The Competition and Markets Authority has been analyzing Amazon’s business for months, according to the newspaper. While the regulator hasn’t yet announced an investigation, it may focus on whether Amazon favors merchants that use its logistics and delivery services, the report said.
Silicon Valley giants are the focus of a vast array of European probes into how internet giants increasingly govern the terms of what people do online, often gaining insights into user behavior that no-one else can match.

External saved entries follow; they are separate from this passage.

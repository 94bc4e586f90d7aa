use serde::{Deserialize, Serialize};
use serde_json::{Map, Value};

/// Declares a nested record that is carried exactly as the storage layer
/// built it. Keys beyond `id` and `name` and `null` members (left joins with
/// no match) all survive untouched.
macro_rules! passthrough_record {
    ($(#[$meta:meta])* $name:ident) => {
        $(#[$meta])*
        #[derive(Debug, Clone, PartialEq, Eq, Serialize, Deserialize)]
        #[serde(transparent)]
        pub struct $name(pub Value);

        impl $name {
            pub fn id(&self) -> Option<&Value> {
                self.0.get("id").filter(|id| !id.is_null())
            }

            pub fn name(&self) -> Option<&str> {
                self.0.get("name").and_then(Value::as_str)
            }

            pub fn into_inner(self) -> Value {
                self.0
            }
        }
        impl From<Value> for $name {
            fn from(value: Value) -> Self {
                Self(value)
            }
        }
    };
}

passthrough_record!(
    /// The circle (publisher) that released a work.
    Circle
);
passthrough_record!(
    /// A voice actor credited on a work. Identifiers are UUID strings.
    VoiceActor
);
passthrough_record!(
    /// A tag applied to a work.
    Tag
);

/// A work record in the shape returned to API clients.
///
/// Produced from a [`WorkRow`](crate::WorkRow) by
/// [`normalize`](crate::normalize). The rating distribution and sales rank
/// history are passed through as structured JSON without interpretation.
#[derive(Debug, Clone, PartialEq, Serialize)]
pub struct Work {
    pub id: i64,
    pub title: String,
    pub circle_id: i64,
    /// Circle name, when the query selects it alongside `circleObj`.
    #[serde(skip_serializing_if = "Option::is_none")]
    pub name: Option<String>,
    pub release: String,
    pub dl_count: i64,
    pub price: i64,
    pub review_count: i64,
    pub rate_count: i64,
    pub rate_average_2dp: f64,
    pub nsfw: bool,
    pub circle: Circle,
    pub rate_count_detail: Value,
    /// `None` for works that never charted; serialized as `null`.
    pub rank: Option<Value>,
    pub vas: Vec<VoiceActor>,
    pub tags: Vec<Tag>,
    #[serde(rename = "userRating", skip_serializing_if = "Option::is_none")]
    pub user_rating: Option<i64>,
    #[serde(skip_serializing_if = "Option::is_none")]
    pub review_text: Option<String>,
    #[serde(skip_serializing_if = "Option::is_none")]
    pub progress: Option<String>,
    #[serde(skip_serializing_if = "Option::is_none")]
    pub updated_at: Option<String>,
    #[serde(skip_serializing_if = "Option::is_none")]
    pub user_name: Option<String>,
    /// Columns carried over from the row unchanged.
    #[serde(flatten)]
    pub extra: Map<String, Value>,
}
//! Fragment splitting and per-segment escaping.

use percent_encoding::{AsciiSet, NON_ALPHANUMERIC, utf8_percent_encode};
use std::borrow::Cow;

/// Separators recognised inside a fragment, regardless of host platform.
///
/// Work directories scanned on Windows arrive with `\`, everything else with
/// `/`; both must produce the same segments.
pub const SEPARATORS: [char; 2] = ['/', '\\'];

/// Bytes escaped when a segment is placed into a URL.
///
/// Everything except ASCII alphanumerics and the URI "mark" characters
/// `- _ . ! ~ * ' ( )`, which is the component escape (not the query escape:
/// space becomes `%20`, never `+`).
const SEGMENT: &AsciiSet = &NON_ALPHANUMERIC
    .remove(b'-')
    .remove(b'_')
    .remove(b'.')
    .remove(b'!')
    .remove(b'~')
    .remove(b'*')
    .remove(b'\'')
    .remove(b'(')
    .remove(b')');

/// Splits a fragment into its atomic segments.
///
/// Leading, trailing and repeated separators produce nothing, so an empty
/// fragment yields no segments at all.
///
/// ```
/// use kikoeru_location::segments;
/// let parts = segments("second\\RJ290139//mp3/").collect::<Vec<_>>();
/// assert_eq!(parts, ["second", "RJ290139", "mp3"]);
/// assert_eq!(segments("").count(), 0);
/// ```
pub fn segments(fragment: &str) -> impl Iterator<Item = &str> {
    fragment.split(SEPARATORS).filter(|segment| !segment.is_empty())
}

/// Percent-encodes a single segment as UTF-8.
///
/// ```
/// use kikoeru_location::encode_segment;
/// assert_eq!(encode_segment("t4 おやすみ.mp3"), "t4%20%E3%81%8A%E3%82%84%E3%81%99%E3%81%BF.mp3");
/// assert_eq!(encode_segment("ok?.mp3"), "ok%3F.mp3");
/// ```
pub fn encode_segment(segment: &str) -> Cow<'_, str> {
    utf8_percent_encode(segment, SEGMENT).into()
}
//! Command-line interface definition.

use clap::{Parser, Subcommand};
use kikoeru_location::MediaKind;
use std::path::PathBuf;

#[derive(Debug, Parser)]
#[command(name = "kikoeru", version, about)]
pub struct Cli {
    /// Configuration file (TOML, YAML or JSON)
    #[arg(short, long, global = true, env = "KIKOERU_CONFIG")]
    pub config: Option<PathBuf>,
    #[command(subcommand)]
    pub command: Command,
}

#[derive(Debug, Subcommand)]
pub enum Command {
    /// Append path fragments to a base path or URL
    Join {
        /// Local path or absolute URL
        base: String,
        /// Fragments to append, in order; may contain `/` or `\`
        fragments: Vec<String>,
    },
    /// Resolve where a track is served from, using the configuration
    Locate {
        /// Resolve the download location instead of the stream location
        #[arg(long)]
        download: bool,
        root_folder: String,
        work_dir: String,
        /// Subfolder inside the work; pass "" for none
        subfolder: String,
        title: String,
    },
    /// Normalize a JSON array of raw work rows into API records
    Normalize {
        /// Reduce `updated_at` to a date
        #[arg(long)]
        date_only: bool,
        /// Input file; reads stdin when omitted
        input: Option<PathBuf>,
    },
}

/// Maps the `--download` flag onto the kind of access being resolved.
pub fn media_kind(download: bool) -> MediaKind {
    match download {
        true => MediaKind::Download,
        false => MediaKind::Stream,
    }
}

#[cfg(test)]
mod tests {
    use super::*;
    use clap::CommandFactory;
    use rstest::rstest;

    #[test]
    fn test_definition() {
        Cli::command().debug_assert();
    }

    #[test]
    fn test_join_keeps_empty_fragments() {
        let cli = Cli::try_parse_from(["kikoeru", "join", "/media/stream/", "VoiceWork", "", "t4.mp3"]).unwrap();
        match cli.command {
            Command::Join { base, fragments } => {
                assert_eq!(base, "/media/stream/");
                assert_eq!(fragments, ["VoiceWork", "", "t4.mp3"]);
            },
            other => panic!("unexpected command: {other:?}"),
        }
    }

    #[rstest]
    #[case(&["kikoeru", "locate", "VoiceWork", "RJ1", "", "t.mp3"], MediaKind::Stream)]
    #[case(&["kikoeru", "locate", "--download", "VoiceWork", "RJ1", "", "t.mp3"], MediaKind::Download)]
    fn test_locate(#[case] args: &[&str], #[case] expected: MediaKind) {
        let cli = Cli::try_parse_from(args).unwrap();
        match cli.command {
            Command::Locate { download, subfolder, .. } => {
                assert_eq!(media_kind(download), expected);
                assert_eq!(subfolder, "");
            },
            other => panic!("unexpected command: {other:?}"),
        }
    }

    #[test]
    fn test_normalize_with_global_config() {
        let cli = Cli::try_parse_from(["kikoeru", "normalize", "--date-only", "rows.json", "-c", "kikoeru.toml"]).unwrap();
        assert_eq!(cli.config, Some(PathBuf::from("kikoeru.toml")));
        assert!(matches!(
            cli.command,
            Command::Normalize { date_only: true, input: Some(_) }
        ));
    }

    #[test]
    fn test_locate_requires_all_coordinates() {
        assert!(Cli::try_parse_from(["kikoeru", "locate", "VoiceWork", "RJ1"]).is_err());
    }
}
use tracing::instrument;

use crate::location::Location;
use crate::segment::{SEPARATORS, encode_segment, segments};

/// Appends path fragments to a base [`Location`].
///
/// Every fragment is split on both `/` and `\`, empty pieces are dropped, and
/// the remaining segments are appended in order with a single `/` between
/// each component. The base's own trailing separators are ignored, so
/// `/media/stream` and `/media/stream/` give the same result.
///
/// For [`Location::Url`] each appended segment is percent-encoded on its own
/// (see [`encode_segment`](crate::encode_segment)); the base is left as
/// configured. For [`Location::FsPath`] segments are appended verbatim, always
/// separated by `/`.
///
/// ```
/// use kikoeru_location::{Location, join};
/// let local: Location = "/media/stream/".parse().unwrap();
/// assert_eq!(
///     join(&local, ["VoiceWork", "RJ157474", "", "t4 おやすみ.mp3"]),
///     "/media/stream/VoiceWork/RJ157474/t4 おやすみ.mp3",
/// );
/// let cdn: Location = "https://cdn.example.com/media/stream".parse().unwrap();
/// assert_eq!(
///     join(&cdn, ["VoiceWork", "RJ157474", "", "t4 おやすみ.mp3"]),
///     "https://cdn.example.com/media/stream/VoiceWork/RJ157474/t4%20%E3%81%8A%E3%82%84%E3%81%99%E3%81%BF.mp3",
/// );
/// ```
#[instrument(level = "trace", skip_all, fields(base = %base))]
pub fn join<I, S>(base: &Location, fragments: I) -> String
where
    I: IntoIterator<Item = S>,
    S: AsRef<str>,
{
    let mut joined = base.as_str().trim_end_matches(SEPARATORS).to_string();
    for fragment in fragments {
        for segment in segments(fragment.as_ref()) {
            joined.push('/');
            match base {
                Location::Url(_) => joined.push_str(&encode_segment(segment)),
                Location::FsPath(_) => joined.push_str(segment),
            }
        }
    }
    // A base made only of separators ("/", "//", "\\") trims to nothing; it is the root.
    if joined.is_empty() {
        joined.push('/');
    }
    joined
}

The U.K. move adds to European Union and German probes of Amazon’s business and follows multiple investigations into Google, Facebook Inc. and Apple Inc.
Amazon declined to comment on the investigation.
“We continue to work hard to deliver great value and low prices for customers and support the tens of thousands of U.K. small and medium-sized enterprises that account for more than half of everything we sell in our online store,” the company said in a statement.
“The CMA cannot speculate as to which cases it may or may not investigate,” a spokesperson for the regulator said in an email.
The CMA’s analysis has focused on how Amazon uses the data it collects on its platform, according to the FT. It also scrutinized how the Seattle-based e-commerce giant decides which merchants appear in the so-called buy box — the panel where Amazon highlights sellers of a particular product and is a key tool to drive sales.
The buy box forms part of the investigation currently underway in the EU, which is also looking into whether Amazon violated antitrust rules over its use of business data from independent sellers on its marketplace to benefit its own retail arm. The region is focusing on “very specific business conduct” linked to the company’s dual role as a retailer and a platform for smaller merchants, Margrethe Vestager, the EU’s antitrust commissioner, said last November.
Amazon said at that time it disagreed with the EU’s view. The probe raises the risk of potential fines of as much as 10% of annual sales or a possible order for it to change business practices.